Proof of insurance is another great form of evidence. This could be car insurance, life insurance or health insurance. For example, perhaps one partner is a beneficiary of the other’s life insurance. Or, one partner is on the other partner’s health insurance plan through their employer.
Utility bills in both partners’ names prove that you live together and that both partners contribute to household finances. Even if you split the utilities (for example one partner pays gas and the other electric), you can still submit those bills as proof of shared financial responsibility and shared living. It’s helpful to submit any official documents that show you have the same address.
These affidavits from family and friends are essentially letters written under oath that testify to the validity of your relationship, shared life, and love for one another. These are especially great for new couples that may not have a lot of evidence otherwise.
Your friends and family can talk about how they know you, how they met you, how they see you together at events, and how they think about you as a couple. It’s really important that these letters are unique and from the heart. You don't want everyone saying the same thing; you want the letters to be personal. These letters should come from U.S. citizens and residents, and you should include proof of that person’s citizenship (ie copy of passport) or permanent residency (copy of green card) as well as contact information. Affidavits do not need to be notarized; however, notarizing an affidavit can add credibility which will allow the officer to give it more weight when looking at the entirety of the case.

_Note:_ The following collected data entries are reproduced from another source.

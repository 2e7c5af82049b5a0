use crate::db::log::{LogEntry, load_log_entries};
use crate::db::pool::DbPool;
use crate::errors::AppResult;
use crate::ui::messages::info;
use ansi_term::Colour;
use unicode_width::UnicodeWidthStr;

const MAX_OP_WIDTH: usize = 60;

/// Colour of an operation name in the log listing.
fn color_for_operation(op: &str) -> Colour {
    match op {
        "add" => Colour::Green,
        "del" => Colour::Red,
        "edit" => Colour::Yellow,
        "migration_applied" => Colour::Purple,
        "import" => Colour::Blue,
        "export" => Colour::Cyan,
        "init" => Colour::RGB(255, 153, 51),
        _ => Colour::White,
    }
}

/// `operation (target)` cut to `max` visible columns.
fn op_target_label(entry: &LogEntry, max: usize) -> (String, usize) {
    let color = color_for_operation(&entry.operation);

    let rest = if entry.target.is_empty() {
        String::new()
    } else {
        format!(" ({})", entry.target)
    };

    let op_w = entry.operation.width();
    let mut visible_rest = rest.clone();
    if op_w + visible_rest.width() > max {
        let keep = max.saturating_sub(op_w + 3);
        visible_rest = rest.chars().take(keep).collect::<String>() + "...";
    }

    let width = op_w + visible_rest.width();
    (
        format!("{}{}", color.paint(entry.operation.as_str()), visible_rest),
        width,
    )
}

pub struct LogLogic;

impl LogLogic {
    pub fn print_log(pool: &mut DbPool) -> AppResult<()> {
        let entries = load_log_entries(&pool.conn)?;

        if entries.is_empty() {
            info("Internal log is empty.");
            return Ok(());
        }

        let labels: Vec<(String, usize)> = entries
            .iter()
            .map(|e| op_target_label(e, MAX_OP_WIDTH))
            .collect();

        let op_w = labels.iter().map(|(_, w)| *w).max().unwrap_or(10);
        let id_w = entries
            .iter()
            .map(|e| e.id.to_string().len())
            .max()
            .unwrap_or(1);
        let date_w = entries.iter().map(|e| e.date.len()).max().unwrap_or(10);

        println!("📜 Internal log:\n");

        for (entry, (label, width)) in entries.iter().zip(labels) {
            let padding = " ".repeat(op_w.saturating_sub(width));
            println!(
                "{:>id_w$}: {:<date_w$} | {}{} => {}",
                entry.id,
                entry.date,
                label,
                padding,
                entry.message,
                id_w = id_w,
                date_w = date_w
            );
        }

        Ok(())
    }
}
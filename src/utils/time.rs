//! Time utilities: parsing HH:MM, duration computations, formatting minutes, etc.

use crate::errors::{AppError, AppResult};
use crate::models::clock::ClockTime;
use chrono::NaiveTime;
use regex::Regex;
use std::sync::LazyLock;

static CLOCK_RE: LazyLock<Regex> = LazyLock::new(|| {
    Regex::new(r"^(?P<h>\d{1,2}):(?P<m>\d{2})$").expect("static clock pattern is valid")
});

/// Parse `H:MM` / `HH:MM` into a [`ClockTime`].
///
/// `24:00` is accepted as end of day; every other value must be a valid
/// time of day.
pub fn parse_clock(t: &str) -> AppResult<ClockTime> {
    let trimmed = t.trim();
    let invalid = || AppError::InvalidTime(t.to_string());

    let caps = CLOCK_RE.captures(trimmed).ok_or_else(invalid)?;
    let hour: u32 = caps["h"].parse().map_err(|_| invalid())?;
    let minute: u32 = caps["m"].parse().map_err(|_| invalid())?;

    if hour == 24 && minute == 0 {
        return Ok(ClockTime::END_OF_DAY);
    }

    NaiveTime::from_hms_opt(hour, minute, 0)
        .map(ClockTime::from)
        .ok_or_else(invalid)
}

pub fn parse_optional_clock(input: Option<&String>) -> AppResult<Option<ClockTime>> {
    input.map(|s| parse_clock(s)).transpose()
}

pub fn minutes_between(start: ClockTime, end: ClockTime) -> i64 {
    end.minutes_since(start)
}

use crate::errors::{AppError, AppResult};
use chrono::{Datelike, Weekday};
use serde::{Deserialize, Deserializer, Serialize, Serializer};
use std::fmt;

/// Day of the week a session is scheduled on.
///
/// Ordering follows the grid: Monday first, Sunday last.
#[derive(Debug, Clone, Copy, PartialEq, Eq, PartialOrd, Ord, Hash)]
pub enum Day {
    Monday,
    Tuesday,
    Wednesday,
    Thursday,
    Friday,
    Saturday,
    Sunday,
}

impl Day {
    pub const ALL: [Day; 7] = [
        Day::Monday,
        Day::Tuesday,
        Day::Wednesday,
        Day::Thursday,
        Day::Friday,
        Day::Saturday,
        Day::Sunday,
    ];

    pub fn name(&self) -> &'static str {
        match self {
            Day::Monday => "Monday",
            Day::Tuesday => "Tuesday",
            Day::Wednesday => "Wednesday",
            Day::Thursday => "Thursday",
            Day::Friday => "Friday",
            Day::Saturday => "Saturday",
            Day::Sunday => "Sunday",
        }
    }

    pub fn short(&self) -> &'static str {
        &self.name()[..3]
    }

    /// Convert enum → DB string
    pub fn to_db_str(&self) -> &'static str {
        self.name()
    }

    /// Parse user input: full name or three-letter abbreviation, any case.
    pub fn parse(input: &str) -> AppResult<Self> {
        let needle = input.trim().to_lowercase();

        Day::ALL
            .into_iter()
            .find(|d| d.name().to_lowercase() == needle || d.short().to_lowercase() == needle)
            .ok_or_else(|| AppError::InvalidDay(input.to_string()))
    }

    pub fn today() -> Self {
        Day::from(chrono::Local::now().date_naive().weekday())
    }
}

impl From<Weekday> for Day {
    fn from(w: Weekday) -> Self {
        Day::ALL[w.num_days_from_monday() as usize]
    }
}

impl fmt::Display for Day {
    fn fmt(&self, f: &mut fmt::Formatter<'_>) -> fmt::Result {
        f.write_str(self.name())
    }
}

impl Serialize for Day {
    fn serialize<S: Serializer>(&self, serializer: S) -> Result<S::Ok, S::Error> {
        serializer.serialize_str(self.name())
    }
}

impl<'de> Deserialize<'de> for Day {
    fn deserialize<D: Deserializer<'de>>(deserializer: D) -> Result<Self, D::Error> {
        let raw = String::deserialize(deserializer)?;
        Day::parse(&raw).map_err(serde::de::Error::custom)
    }
}
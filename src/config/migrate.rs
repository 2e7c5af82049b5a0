//! Detection and back-filling of configuration keys added in newer releases.

use super::{
    default_column_warning_threshold, default_log_level, default_min_session_minutes,
    default_session_width,
};
use crate::errors::AppResult;
use serde_yaml::{Mapping, Value};
use std::fs;
use std::path::Path;

/// Every key the current release understands, with its default value.
fn expected_keys() -> Vec<(&'static str, Value)> {
    vec![
        ("session_width", Value::from(default_session_width())),
        (
            "min_session_minutes",
            Value::from(default_min_session_minutes()),
        ),
        (
            "column_warning_threshold",
            Value::from(default_column_warning_threshold() as u64),
        ),
        ("log_level", Value::from(default_log_level())),
    ]
}

fn read_mapping(path: &Path) -> AppResult<Mapping> {
    let content = fs::read_to_string(path)?;
    let yaml: Value = serde_yaml::from_str(&content)?;
    Ok(yaml.as_mapping().cloned().unwrap_or_default())
}

/// Keys missing from the config file at `path`.
///
/// A missing file reports nothing: defaults apply in full.
pub fn missing_keys(path: &Path) -> AppResult<Vec<&'static str>> {
    if !path.exists() {
        return Ok(Vec::new());
    }

    let map = read_mapping(path)?;
    Ok(expected_keys()
        .into_iter()
        .filter(|(k, _)| !map.contains_key(*k))
        .map(|(k, _)| k)
        .collect())
}

/// Add missing keys with their default values, keeping everything else.
/// Returns the keys that were added.
pub fn migrate_config(path: &Path) -> AppResult<Vec<&'static str>> {
    if !path.exists() {
        return Ok(Vec::new());
    }

    let mut map = read_mapping(path)?;
    let mut added = Vec::new();

    for (key, default) in expected_keys() {
        if !map.contains_key(key) {
            map.insert(Value::from(key), default);
            added.push(key);
        }
    }

    if !added.is_empty() {
        fs::write(path, serde_yaml::to_string(&Value::Mapping(map))?)?;
        tracing::info!(keys = ?added, "config migrated");
    }

    Ok(added)
}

This is the fun part. Pictures, pictures, pictures of your relationship. Photographs should span the entirety of your relationship, from the beginning until now. Stay away from sending the same selfies in different clothes. Try to submit photographs that show where you are and that include other people to prove that you present yourselves as a couple to the world.
Another great way to prove that your relationship is public is to submit evidence from social media. This can be photographs (with the date posted and comments from friends), relationship status, or any other kind of communication that’s public.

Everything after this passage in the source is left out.